A pro regime website (Syrian Perspective) quoted General Ali Abdullah Ayyoob, Chief of the Syrian General Staff as saying after ISIS withdrew from Palmyra: “the rats (ISIS men) inside were finally given the go-ahead to withdraw to Al-Sukhna, Al-Raqqa and Deir Ezzor. “ The Syrian high command ordered troops to stand down until the last ‘rodent’ had left

In February 2015 the USA embassy in Damascus accused the regime of supporting the ISIS advance on Syria’s largest city, Aleppo, and tweeted – “Reports indicate that the regime is making air-strikes in support of ISIL’s advance on Aleppo, aiding extremists against Syrian population.”

In a string of tweets, the U.S. embassy condemned Assad’s actions, saying he “will never be an effective counterterrorism partner.” Embassy operations have been suspended since 2012, but the Twitter account is still active.

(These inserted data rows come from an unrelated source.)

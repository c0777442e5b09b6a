use clap::Parser;
use raincast::io::{load_corpus, FsSink};
use raincast::{
    AlgorithmRegistry, ChannelPipeline, ParameterAxis, ParameterSpace, SsimScorer, SweepOutcome,
    TrialLoop,
};
use serde::Deserialize;
use std::fs;
use std::path::PathBuf;
use tracing_subscriber::EnvFilter;

/// Invoked by the driver as: raincast <algo> <t|r> <param-file> <src> <dest>
#[derive(Parser, Debug)]
#[command(author, version, about = "Optical-flow parameter sweep trainer for radar nowcasting")]
struct Cli {
    /// Flow algorithm mnemonic (fb, per).
    algo: String,
    /// Mode letter: `t` runs the training sweep, `r` is the reserved apply path.
    mode: String,
    /// Name of the parameter output file, created inside DEST_DIR.
    param_file: String,
    /// Directory holding the chronologically named source images.
    src_dir: PathBuf,
    /// Directory receiving the parameter file and predicted images.
    dest_dir: PathBuf,
    /// Stop after this many parameter sets.
    #[arg(long, value_name = "N")]
    trial_cap: Option<u64>,
    /// JSON file overriding the swept parameter axes.
    #[arg(long, value_name = "FILE")]
    space: Option<PathBuf>,
    /// Evaluate colour channels sequentially instead of in parallel.
    #[arg(long)]
    sequential: bool,
    /// Enable tracing output for progress and timing.
    #[arg(long)]
    trace: bool,
}

/// JSON mirror of the library's parameter space.
#[derive(Debug, Deserialize)]
#[serde(default)]
struct SpaceConfig {
    scale: Vec<f32>,
    levels: Vec<usize>,
    smoothing: Vec<usize>,
    iterations: Vec<usize>,
    poly_area: Vec<usize>,
    poly_width: Option<Vec<f32>>,
}

impl Default for SpaceConfig {
    fn default() -> Self {
        Self {
            scale: (1..=9).map(|i| i as f32 / 10.0).collect(),
            levels: (1..=10).collect(),
            smoothing: (1..=10).map(|i| 2 * i).collect(),
            iterations: (1..=10).collect(),
            poly_area: (1..=10).collect(),
            poly_width: None,
        }
    }
}

impl TryFrom<SpaceConfig> for ParameterSpace {
    type Error = raincast::RaincastError;

    fn try_from(config: SpaceConfig) -> Result<Self, Self::Error> {
        let space = ParameterSpace::new(
            ParameterAxis::new(config.scale)?,
            ParameterAxis::new(config.levels)?,
            ParameterAxis::new(config.smoothing)?,
            ParameterAxis::new(config.iterations)?,
            ParameterAxis::new(config.poly_area)?,
        )?;
        Ok(match config.poly_width {
            Some(values) => space.with_poly_width_axis(ParameterAxis::new(values)?),
            None => space,
        })
    }
}

fn main() -> Result<(), Box<dyn std::error::Error>> {
    let cli = Cli::parse();

    if cli.trace {
        tracing_subscriber::fmt()
            .with_env_filter(EnvFilter::from_default_env().add_directive("raincast=info".parse()?))
            .with_target(false)
            .init();
    }

    if !cli.mode.starts_with('t') {
        return Err(format!(
            "mode \"{}\" selects the run/apply path, which is not implemented yet",
            cli.mode
        )
        .into());
    }

    let space: ParameterSpace = match &cli.space {
        Some(path) => {
            let text = fs::read_to_string(path)?;
            let config: SpaceConfig = serde_json::from_str(&text)?;
            config.try_into()?
        }
        None => SpaceConfig::default().try_into()?,
    };

    // Resolve the mnemonic before any corpus work starts.
    let generator = AlgorithmRegistry::create(&cli.algo, space).map_err(|err| {
        format!(
            "{err} (known algorithms: {})",
            AlgorithmRegistry::mnemonics().join(", ")
        )
    })?;

    let corpus = load_corpus(&cli.src_dir)?;
    let sink = FsSink::create(&cli.dest_dir, &cli.param_file)?;

    let mut sweep = TrialLoop::new(
        corpus,
        generator,
        Box::new(SsimScorer::default()),
        Box::new(sink),
    );
    if cli.sequential {
        sweep = sweep.with_pipeline(ChannelPipeline::sequential());
    }
    if let Some(cap) = cli.trial_cap {
        sweep = sweep.with_trial_cap(cap);
    }

    let report = sweep.run()?;

    let ending = match report.outcome {
        SweepOutcome::Exhausted => "parameter space exhausted",
        SweepOutcome::CapReached => "trial cap reached",
    };
    println!(
        "{ending}: {} parameter sets, {} rows, {:.3}s",
        report.trials,
        report.rows,
        report.elapsed.as_secs_f64()
    );

    Ok(())
}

In January 2014 a report in the Daily Telegraph by Ruth Sherlock drew attention to the oil deals between ISIS and the Assad regime. “The regime has “financed” the jihadists “by selling oil and gas from wells under their control to and through the regime”.

Ample evidence also exists to prove Iran’s collusion with Al Qaeda. The US 9/11 Commission Report had already established that Iran “facilitated the transit of Al-Qaeda members into and out of Afghanistan before 9/11, including future hijackers.”  Iran, according to the report, wished to conceal any past evidence of its cooperation with Sunni terrorists’ association with Al-Qaeda,” but these connections continued.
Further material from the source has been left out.